Lim, H., Park, S., Li, Q., Li, X., & Kim, J. (2026). What makes a review helpful? A multimodal prediction model in e-commerce. Electronic Commerce Research and Applications, 76, 101586. Paper

Overview

This repository is the official implementation of MCHPM (Multimodal Cue-based Helpfulness Prediction Model), published in Electronic Commerce Research and Applications (2026).

Most multimodal review helpfulness prediction (MRHP) models rely on deep semantic representations of text and images and overlook surface-level cues such as readability, sentiment intensity, and image quality. MCHPM addresses this gap by drawing on the Elaboration Likelihood Model (ELM) from consumer psychology, which describes how readers process information through two parallel routes — a central route based on careful cognitive engagement, and a peripheral route based on superficial heuristics.

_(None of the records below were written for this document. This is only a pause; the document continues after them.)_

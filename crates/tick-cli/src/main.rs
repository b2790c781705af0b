use std::io;
use std::time::Instant;

use anyhow::{Context as _, Result};
use clap::Parser;
use tick_api::ReqwestTransport;
use tracing_subscriber::EnvFilter;

use tick_cli::{Cli, Config, Context, branch, execute};

fn main() -> Result<()> {
    let started = Instant::now();
    let cli = Cli::parse();

    // Initialize tracing with verbose flag support
    let filter = if cli.verbose {
        EnvFilter::new("debug")
    } else {
        EnvFilter::from_default_env()
    };
    // Logs go to stderr so command output on stdout stays clean
    let _ = tracing_subscriber::fmt()
        .with_env_filter(filter)
        .with_writer(io::stderr)
        .try_init();

    let Some(command) = &cli.command else {
        // No subcommand, show help
        use clap::CommandFactory;
        Cli::command().print_help()?;
        println!();
        return Ok(());
    };

    let config = Config::load_from(cli.config.as_deref()).context("failed to load configuration")?;
    tracing::debug!(?config, "loaded configuration");

    let transport = ReqwestTransport::new().context("failed to create HTTP client")?;
    let context = Context::new(transport, &config);

    let runtime = tokio::runtime::Builder::new_current_thread()
        .enable_all()
        .build()
        .context("failed to initialize tokio runtime")?;

    let mut input = io::stdin().lock();
    let mut output = io::stdout().lock();
    runtime.block_on(execute(
        command,
        started,
        context,
        &mut input,
        &mut output,
        || {
            std::env::current_dir()
                .ok()
                .and_then(|dir| branch::current_branch(&dir))
        },
    ))
}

For each modality (text and image), MCHPM extracts both central cues (deep semantic representations from BERT and VGG-16) and peripheral cues (surface-level features like readability and image clarity). Within each modality, central and peripheral cues are integrated through co-attention; the resulting text and image representations are then fused via a Gated Multimodal Unit (GMU) that adaptively weights the two modalities.

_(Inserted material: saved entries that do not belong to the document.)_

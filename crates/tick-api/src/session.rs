//! Facade over the typed resources used by the command handlers.

use chrono::NaiveDate;
use serde_json::Value;
use tick_core::{ApiUrls, Authorization, NewEntry, Project, Task, TodaySummary};

use crate::resources::{Entries, Projects, Tasks};
use crate::{ApiError, ResourceClient, Transport};

/// An authorized connection to one tenant.
///
/// Built from the result of [`Authorizer::authorize`](crate::Authorizer::authorize);
/// read-only afterwards.
#[derive(Debug)]
pub struct Session<T> {
    client: ResourceClient<T>,
}

impl<T: Transport> Session<T> {
    pub const fn new(transport: T, urls: ApiUrls, authorization: Authorization) -> Self {
        Self {
            client: ResourceClient::new(transport, urls, authorization),
        }
    }

    pub const fn authorization(&self) -> &Authorization {
        self.client.authorization()
    }

    pub const fn projects(&self) -> Projects<'_, T> {
        Projects::new(&self.client)
    }

    pub const fn tasks(&self) -> Tasks<'_, T> {
        Tasks::new(&self.client)
    }

    pub const fn entries(&self) -> Entries<'_, T> {
        Entries::new(&self.client)
    }

    pub async fn list_projects(&self) -> Result<Vec<Project>, ApiError> {
        self.projects().list().await
    }

    pub async fn list_tasks(&self, project_id: Option<u64>) -> Result<Vec<Task>, ApiError> {
        self.tasks().list(project_id).await
    }

    pub async fn list_entries(
        &self,
        project_id: u64,
        start_date: NaiveDate,
        end_date: NaiveDate,
    ) -> Result<Vec<Value>, ApiError> {
        self.entries().list(project_id, start_date, end_date).await
    }

    /// Entries logged on `today`, for one project or for all of them.
    ///
    /// Without a project this lists every project and then fetches each one's
    /// entries in turn, in project order. The first failed fetch aborts.
    pub async fn list_entries_today(
        &self,
        project_id: Option<u64>,
        today: NaiveDate,
    ) -> Result<TodaySummary, ApiError> {
        let project_ids = match project_id {
            Some(id) => vec![id],
            None => self
                .list_projects()
                .await?
                .into_iter()
                .map(|project| project.id)
                .collect(),
        };

        let mut raw = Vec::new();
        for id in project_ids {
            raw.extend(self.list_entries(id, today, today).await?);
        }

        Ok(TodaySummary::from_entries(&raw)?)
    }

    /// Posts one entry and returns whatever the server answered.
    pub async fn create_entry(&self, entry: &NewEntry) -> Result<Value, ApiError> {
        tracing::debug!(?entry, "creating entry");
        self.entries().post(entry).await
    }
}
//! Integration tests for argument handling of the `ticker` binary.
//!
//! These only cover paths that fail or finish before any network access.

use std::process::Command;

fn ticker_binary() -> String {
    env!("CARGO_BIN_EXE_ticker").to_string()
}

fn ticker() -> Command {
    let mut command = Command::new(ticker_binary());
    // Never reach the real service from tests.
    command
        .env("TICKSPOT_BASE_URL", "http://127.0.0.1:9")
        .env_remove("TICKSPOT_USERNAME")
        .env_remove("TICKSPOT_PASSWORD");
    command
}

#[test]
fn test_no_subcommand_prints_help() {
    let output = ticker().output().expect("failed to run ticker");
    assert!(output.status.success());
    let stdout = String::from_utf8_lossy(&output.stdout);
    assert!(stdout.contains("list"));
    assert!(stdout.contains("start"));
    assert!(stdout.contains("create"));
}

#[test]
fn test_unknown_list_category_is_rejected() {
    let output = ticker()
        .args(["list", "entry"])
        .output()
        .expect("failed to run ticker");
    assert!(!output.status.success());
    let stderr = String::from_utf8_lossy(&output.stderr);
    assert!(stderr.contains("invalid value"), "stderr: {stderr}");
}

#[test]
fn test_start_without_project_fails_fast() {
    let output = ticker()
        .args(["start", "-t", "14519343"])
        .output()
        .expect("failed to run ticker");
    assert!(!output.status.success());
    let stderr = String::from_utf8_lossy(&output.stderr);
    assert!(stderr.contains("project id is required"), "stderr: {stderr}");
}

#[test]
fn test_start_without_task_fails_fast() {
    let output = ticker()
        .args(["start", "-p", "1955215"])
        .output()
        .expect("failed to run ticker");
    assert!(!output.status.success());
    let stderr = String::from_utf8_lossy(&output.stderr);
    assert!(stderr.contains("task id is required"), "stderr: {stderr}");
}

The model predicts a continuous review-helpfulness score, defined as log(1 + helpful_vote), as a regression target. Quantitative comparisons against unimodal and multimodal baselines on large-scale Amazon datasets are reported in Experimental Results.

Repository Structure

├── data/
│   ├── raw/                        # Source datasets — place {fname}.jsonl.gz here
│   ├── processed/                  # Pipeline parquet caches (labeled / cued)
│   └── review_images/              # Downloaded review images, grouped by dataset name
│
├── model/
│   ├── mchpm.py                    # MCHPM architecture, trainer, tester
│   ├── mchpm_architecture.png      # Architecture diagram
│   └── save/                       # Best checkpoint per dataset (best.pth)
│
├── src/
│   ├── config.yaml                 # Single source of truth for all hyperparameters
│   ├── data_processing.py          # DataProcessor pipeline + DataLoader factory
│   ├── text_cue_extractor.py       # BERT central + peripheral text cues
│   ├── image_cue_extractor.py      # VGG-16 central + peripheral image cues
│   ├── review_image_downloader.py  # Parallel review image downloader (cache-aware)
│   ├── text_processing.py          # Review-text cleaning and row filters
│   ├── path.py                     # Project path constants (auto-creates runtime folders)
│   └── utils.py                    # Generic helpers — I/O, metrics, seeding
│
├── main.py                         # Entry point: data preparation → train → test
├── requirements.txt
└── README.md

Model Description

MCHPM consists of three sequential modules. Cue extraction runs in src/text_cue_extractor.py and src/image_cue_extractor.py; the integration and fusion network is in model/mchpm.py. The full architecture is illustrated below.

MCHPM Architecture

1. Multi-Cue Extraction Module

Extracts central and peripheral cues from review text and images in parallel.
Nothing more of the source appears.